§ Task objective
Search the records for the word "parsed" and copy every line in which it occurs.

§ Records from a dataset
//! The structured result envelope returned across the engine boundary.

use chrono::{DateTime, Utc};
use serde::{Deserialize, Serialize};
use serde_json::Value;
use weft_core::BlockId;

use crate::log::BlockLog;

/// Semantic classification of a run failure.
#[derive(Debug, Clone, Copy, PartialEq, Eq, Serialize, Deserialize)]
#[serde(rename_all = "snake_case")]
pub enum RunErrorKind {
    /// Structural problem found before execution started.
    InvalidWorkflow,
    /// The resolver could not satisfy a reference.
    ReferenceResolution,
    /// A condition block's `conditions` param was not a valid sequence.
    InvalidConditionsFormat,
    /// A condition expression failed to parse or evaluate.
    Evaluation,
    /// No condition matched and there was no else branch.
    NoMatchingBranch,
    /// A router produced no valid target.
    RouterSelection,
    /// Generic block failure.
    Handler,
    /// The layer cap or deadline was hit.
    LimitExceeded,
    /// The run was cancelled cooperatively.
    Cancelled,
}

/// A run failure, surfaced in [`ExecutionResult::error`].
#[derive(Debug, Clone, PartialEq, Serialize, Deserialize)]
#[serde(rename_all = "camelCase")]
pub struct RunError {
    /// What went wrong.
    pub kind: RunErrorKind,
    /// Human-readable detail.
    pub message: String,
    /// The offending block, when the failure is block-local.
    #[serde(default, skip_serializing_if = "Option::is_none")]
    pub block_id: Option<BlockId>,
}

impl RunError {
    /// A failure not tied to any one block.
    pub fn new(kind: RunErrorKind, message: impl Into<String>) -> Self {
        Self {
            kind,
            message: message.into(),
            block_id: None,
        }
    }

    /// Attach the offending block.
    #[must_use]
    pub fn with_block(mut self, block_id: BlockId) -> Self {
        self.block_id = Some(block_id);
        self
    }
}

impl std::fmt::Display for RunError {
    fn fmt(&self, f: &mut std::fmt::Formatter<'_>) -> std::fmt::Result {
        match &self.block_id {
            Some(id) => write!(f, "{} (block {id})", self.message),
            None => f.write_str(&self.message),
        }
    }
}

/// Timing metadata for one run.
#[derive(Debug, Clone, PartialEq, Eq, Serialize, Deserialize)]
#[serde(rename_all = "camelCase")]
pub struct RunMetadata {
    /// When the run started.
    pub start_time: DateTime<Utc>,
    /// When the run ended.
    pub end_time: DateTime<Utc>,
    /// Total wall-clock duration in milliseconds.
    pub duration_ms: u64,
}

impl RunMetadata {
    /// Build metadata from start/end instants.
    #[must_use]
    pub fn between(start_time: DateTime<Utc>, end_time: DateTime<Utc>) -> Self {
        Self {
            start_time,
            end_time,
            duration_ms: (end_time - start_time).num_milliseconds().max(0) as u64,
        }
    }
}

/// What one engine run produced.
///
/// No exceptions cross the engine boundary: failures land in `error` with
/// `success == false`, and the logs collected up to the failure are kept.
#[derive(Debug, Clone, PartialEq, Serialize, Deserialize)]
#[serde(rename_all = "camelCase")]
pub struct ExecutionResult {
    /// Whether the run completed.
    pub success: bool,
    /// The response block's output, or the last completed block's output.
    pub output: Value,
    /// Activation records in completion order.
    pub logs: Vec<BlockLog>,
    /// Timing metadata.
    pub metadata: RunMetadata,
    /// The failure, when `success` is false.
    #[serde(default, skip_serializing_if = "Option::is_none")]
    pub error: Option<RunError>,
}

impl ExecutionResult {
    /// A successful result.
    #[must_use]
    pub fn completed(output: Value, logs: Vec<BlockLog>, metadata: RunMetadata) -> Self {
        Self {
            success: true,
            output,
            logs,
            metadata,
            error: None,
        }
    }

    /// A failed result.
    #[must_use]
    pub fn failed(error: RunError, logs: Vec<BlockLog>, metadata: RunMetadata) -> Self {
        Self {
            success: false,
            output: Value::Null,
            logs,
            metadata,
            error: Some(error),
        }
    }
}
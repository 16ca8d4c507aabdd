//! Run status transition validation.

use crate::error::StateError;
use crate::status::RunStatus;

/// Returns `true` if the transition from `from` to `to` is valid.
#[must_use]
pub fn can_transition(from: RunStatus, to: RunStatus) -> bool {
    matches!(
        (from, to),
        (RunStatus::Created, RunStatus::Running)
            | (RunStatus::Running, RunStatus::Completed)
            | (RunStatus::Running, RunStatus::Failed)
            | (RunStatus::Running, RunStatus::Cancelled)
            | (RunStatus::Running, RunStatus::LimitExceeded)
    )
}

/// Validate a transition, returning an error if invalid.
pub fn validate_transition(from: RunStatus, to: RunStatus) -> Result<(), StateError> {
    if can_transition(from, to) {
        Ok(())
    } else {
        Err(StateError::InvalidTransition {
            from: from.to_string(),
            to: to.to_string(),
        })
    }
}
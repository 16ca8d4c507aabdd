//! The axum surface.

use std::collections::HashMap;
use std::sync::Arc;

use axum::body::Bytes;
use axum::extract::{Path, Query, State};
use axum::http::{HeaderMap, StatusCode, header};
use axum::response::{IntoResponse, Response};
use axum::routing::get;
use axum::{Json, Router};
use serde_json::Value;
use tracing::{debug, warn};
use weft_engine::Executor;

use crate::dispatch::{VerifyAction, bearer_authorized, build_envelope, verify_get};
use crate::lookup::TriggerLookup;
use crate::provider::Provider;

/// Shared state behind the webhook routes.
pub struct WebhookState {
    /// Path → binding resolution.
    pub lookup: Arc<dyn TriggerLookup>,
    /// The engine that executes triggered workflows.
    pub executor: Arc<Executor>,
    /// Environment variables handed to every triggered run.
    pub environment: HashMap<String, String>,
}

impl std::fmt::Debug for WebhookState {
    fn fmt(&self, f: &mut std::fmt::Formatter<'_>) -> std::fmt::Result {
        f.debug_struct("WebhookState").finish_non_exhaustive()
    }
}

/// Build the webhook router. The embedder decides where it mounts.
pub fn webhook_router(state: Arc<WebhookState>) -> Router {
    Router::new()
        .route("/{*path}", get(handle_verification).post(handle_delivery))
        .with_state(state)
}

async fn handle_verification(
    State(state): State<Arc<WebhookState>>,
    Path(path): Path<String>,
    Query(query): Query<HashMap<String, String>>,
) -> Response {
    let Some(binding) = state.lookup.resolve(&path).await else {
        return StatusCode::NOT_FOUND.into_response();
    };

    match verify_get(binding.provider, &binding.config, &query) {
        VerifyAction::Challenge(challenge) => {
            debug!(%path, "webhook handshake verified");
            (StatusCode::OK, challenge).into_response()
        }
        VerifyAction::Ok => (StatusCode::OK, "OK").into_response(),
        VerifyAction::Forbidden => {
            warn!(%path, "webhook handshake rejected");
            StatusCode::FORBIDDEN.into_response()
        }
    }
}

async fn handle_delivery(
    State(state): State<Arc<WebhookState>>,
    Path(path): Path<String>,
    headers: HeaderMap,
    body: Bytes,
) -> Response {
    let Some(binding) = state.lookup.resolve(&path).await else {
        return StatusCode::NOT_FOUND.into_response();
    };

    if binding.provider == Provider::Generic {
        let authorization = headers
            .get(header::AUTHORIZATION)
            .and_then(|v| v.to_str().ok());
        if !bearer_authorized(&binding.config, authorization) {
            warn!(%path, "webhook delivery rejected: bad bearer token");
            return StatusCode::UNAUTHORIZED.into_response();
        }
    }

    let payload = serde_json::from_slice::<Value>(&body)
        .unwrap_or_else(|_| Value::String(String::from_utf8_lossy(&body).into_owned()));
    let header_map: HashMap<String, String> = headers
        .iter()
        .filter_map(|(name, value)| {
            value
                .to_str()
                .ok()
                .map(|v| (name.as_str().to_owned(), v.to_owned()))
        })
        .collect();
    let envelope = build_envelope(
        &path,
        binding.provider,
        &binding.config,
        payload,
        &header_map,
        "POST",
    );

    debug!(%path, provider = %binding.provider, "dispatching webhook delivery");
    let result = state
        .executor
        .run(
            (*binding.workflow).clone(),
            envelope,
            state.environment.clone(),
        )
        .await;

    let status = if result.success {
        StatusCode::OK
    } else {
        StatusCode::INTERNAL_SERVER_ERROR
    };
    (status, Json(result)).into_response()
}
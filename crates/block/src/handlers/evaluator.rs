//! The evaluator handler.

use std::sync::Arc;

use async_trait::async_trait;
use serde_json::Value;
use tokio_util::sync::CancellationToken;
use weft_workflow::{Block, BlockKind};

use crate::error::HandlerError;
use crate::handler::{BlockHandler, HandlerOutput};
use crate::handlers::agent::request_from_inputs;
use crate::provider::AgentProvider;
use crate::scope::HandlerScope;

/// Rubric-scored model call.
///
/// The provider is instructed to answer with a JSON object mapping
/// criterion ids to numbers; the handler parses that into `scores` and
/// derives `overall` as the mean.
pub struct EvaluatorHandler {
    provider: Arc<dyn AgentProvider>,
}

impl EvaluatorHandler {
    /// Create a handler over the given provider.
    pub fn new(provider: Arc<dyn AgentProvider>) -> Self {
        Self { provider }
    }
}

impl std::fmt::Debug for EvaluatorHandler {
    fn fmt(&self, f: &mut std::fmt::Formatter<'_>) -> std::fmt::Result {
        f.debug_struct("EvaluatorHandler").finish_non_exhaustive()
    }
}

fn parse_scores(content: &str) -> Result<serde_json::Map<String, Value>, HandlerError> {
    // Providers sometimes wrap JSON in prose or fences; take the outermost
    // object literal.
    let start = content.find('{');
    let end = content.rfind('}');
    let (Some(start), Some(end)) = (start, end) else {
        return Err(HandlerError::Evaluation(format!(
            "evaluator response carries no JSON object: {content:?}"
        )));
    };
    let parsed: Value = serde_json::from_str(&content[start..=end]).map_err(|e| {
        HandlerError::Evaluation(format!("evaluator response is not valid JSON: {e}"))
    })?;
    let Value::Object(map) = parsed else {
        return Err(HandlerError::Evaluation(
            "evaluator response is not a JSON object".into(),
        ));
    };

    let mut scores = serde_json::Map::with_capacity(map.len());
    for (key, value) in map {
        if !value.is_number() {
            return Err(HandlerError::Evaluation(format!(
                "score for {key:?} is not a number"
            )));
        }
        scores.insert(key, value);
    }
    if scores.is_empty() {
        return Err(HandlerError::Evaluation(
            "evaluator response contains no scores".into(),
        ));
    }
    Ok(scores)
}

#[async_trait]
impl BlockHandler for EvaluatorHandler {
    fn can_handle(&self, block: &Block) -> bool {
        block.kind == BlockKind::Evaluator
    }

    async fn execute(
        &self,
        _block: &Block,
        resolved: Value,
        _scope: &HandlerScope,
        cancel: CancellationToken,
    ) -> Result<HandlerOutput, HandlerError> {
        let mut request = request_from_inputs(&resolved);
        let rubric = resolved
            .get("metrics")
            .map(|m| serde_json::to_string(m).unwrap_or_default())
            .unwrap_or_default();
        request.system_prompt = Some(format!(
            "Score the given content against each rubric criterion. Answer \
             with a JSON object mapping criterion ids to numeric scores and \
             nothing else.\nRubric: {rubric}"
        ));
        request.temperature = Some(0.0);

        let response = self.provider.complete(request, cancel).await?;
        let scores = parse_scores(&response.content)?;

        let sum: f64 = scores.values().filter_map(Value::as_f64).sum();
        let overall = sum / scores.len() as f64;

        Ok(serde_json::json!({
            "content": response.content,
            "model": response.model,
            "tokens": response.tokens,
            "scores": scores,
            "overall": overall,
        })
        .into())
    }
}
//! Adjacency indexes over a workflow's connections.

use std::collections::HashMap;

use weft_core::BlockId;

use crate::connection::Connection;
use crate::model::Workflow;

/// Pre-computed adjacency for a workflow.
///
/// Holds edge indexes by source and by target plus a name → id index for the
/// resolver. Borrows the workflow; build once per run.
#[derive(Debug)]
pub struct WorkflowGraph<'a> {
    workflow: &'a Workflow,
    outgoing: HashMap<&'a BlockId, Vec<&'a Connection>>,
    incoming: HashMap<&'a BlockId, Vec<&'a Connection>>,
    by_name: HashMap<&'a str, &'a BlockId>,
}

impl<'a> WorkflowGraph<'a> {
    /// Index the workflow's connections and block names.
    #[must_use]
    pub fn new(workflow: &'a Workflow) -> Self {
        let mut outgoing: HashMap<&BlockId, Vec<&Connection>> = HashMap::new();
        let mut incoming: HashMap<&BlockId, Vec<&Connection>> = HashMap::new();
        for conn in &workflow.connections {
            outgoing.entry(&conn.source).or_default().push(conn);
            incoming.entry(&conn.target).or_default().push(conn);
        }

        let mut by_name = HashMap::new();
        for block in workflow.blocks.values() {
            by_name.insert(block.name.as_str(), &block.id);
        }

        Self {
            workflow,
            outgoing,
            incoming,
            by_name,
        }
    }

    /// The workflow this graph indexes.
    #[must_use]
    pub fn workflow(&self) -> &'a Workflow {
        self.workflow
    }

    /// Edges leaving `block`, in document order.
    #[must_use]
    pub fn outgoing(&self, block: &BlockId) -> &[&'a Connection] {
        self.outgoing.get(block).map_or(&[], Vec::as_slice)
    }

    /// Edges entering `block`, in document order.
    #[must_use]
    pub fn incoming(&self, block: &BlockId) -> &[&'a Connection] {
        self.incoming.get(block).map_or(&[], Vec::as_slice)
    }

    /// Direct successor ids of `block` (duplicates preserved).
    pub fn successors(&self, block: &BlockId) -> impl Iterator<Item = &'a BlockId> + '_ {
        self.outgoing(block).iter().map(|c| &c.target)
    }

    /// Returns `true` if an edge `source -> target` exists.
    #[must_use]
    pub fn has_edge(&self, source: &BlockId, target: &BlockId) -> bool {
        self.outgoing(source).iter().any(|c| &c.target == target)
    }

    /// Resolve a reference token to a block id — by id first, then by name.
    #[must_use]
    pub fn block_by_ref(&self, name_or_id: &str) -> Option<&'a BlockId> {
        if let Some((id, _)) = self.workflow.blocks.get_key_value(name_or_id) {
            return Some(id);
        }
        self.by_name.get(name_or_id).copied()
    }
}
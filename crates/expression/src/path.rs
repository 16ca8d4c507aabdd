//! Dotted-path access into JSON values.

use serde_json::Value;

/// Walk `value` along a dotted path (`a.b.0.c`).
///
/// Numeric segments index arrays. A missing step returns `None` — the caller
/// decides whether that surfaces as `undefined` text or JSON null.
#[must_use]
pub fn walk<'a>(value: &'a Value, path: &str) -> Option<&'a Value> {
    if path.is_empty() {
        return Some(value);
    }
    let mut current = value;
    for segment in path.split('.') {
        current = match current {
            Value::Object(map) => map.get(segment)?,
            Value::Array(items) => {
                let idx: usize = segment.parse().ok()?;
                items.get(idx)?
            }
            _ => return None,
        };
    }
    Some(current)
}

/// Render a value the way it appears inside string interpolation.
///
/// Strings are inlined without quotes; everything else is compact JSON.
#[must_use]
pub fn to_inline_string(value: &Value) -> String {
    match value {
        Value::String(s) => s.clone(),
        other => other.to_string(),
    }
}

§ Written response
    let parsed: Value = serde_json::from_str(&content[start..=end]).map_err(|e| {
    let Value::Object(map) = parsed else {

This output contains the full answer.